Supplied material:

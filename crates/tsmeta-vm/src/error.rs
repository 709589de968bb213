//! Errors of the VM access workflow.

use thiserror::Error;
use tsmeta_bkdata::ApiError;
use tsmeta_catalog::CatalogError;

#[derive(Debug, Error)]
pub enum AccessError {
    /// A row the workflow depends on is missing.
    #[error("{entity} not found: {key}")]
    NotFound { entity: &'static str, key: String },

    /// The platform refused a call or omitted a required field.
    #[error("{operation} rejected: {message} (params: {params})")]
    RemoteRejected {
        operation: &'static str,
        message: String,
        params: String,
    },

    #[error("catalog write failed for {entity} {key}: {source}")]
    CatalogWriteFailed {
        entity: &'static str,
        key: String,
        #[source]
        source: CatalogError,
    },

    /// The catalog contradicts itself (duplicate defaults, drift from the platform).
    #[error("configuration inconsistent: {0}")]
    ConfigurationInconsistent(String),

    #[error("failed to encode {what}: {source}")]
    Encode {
        what: &'static str,
        #[source]
        source: serde_json::Error,
    },

    #[error("catalog error: {0}")]
    Catalog(#[from] CatalogError),

    #[error("platform error: {0}")]
    Api(#[from] ApiError),
}

impl AccessError {
    pub fn not_found(entity: &'static str, key: impl Into<String>) -> Self {
        AccessError::NotFound {
            entity,
            key: key.into(),
        }
    }

    /// Wrap a platform error with the request that caused it.
    pub fn remote<P: serde::Serialize>(operation: &'static str, err: ApiError, params: &P) -> Self {
        AccessError::RemoteRejected {
            operation,
            message: err.to_string(),
            params: serde_json::to_string(params).unwrap_or_default(),
        }
    }
}

pub type AccessResult<T> = Result<T, AccessError>;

Your assignment:
Write out every line of the data that holds the word "source".

Answer to the problem:
    #[error("catalog write failed for {entity} {key}: {source}")]
        #[source]
        source: CatalogError,
    #[error("failed to encode {what}: {source}")]
        #[source]
        source: serde_json::Error,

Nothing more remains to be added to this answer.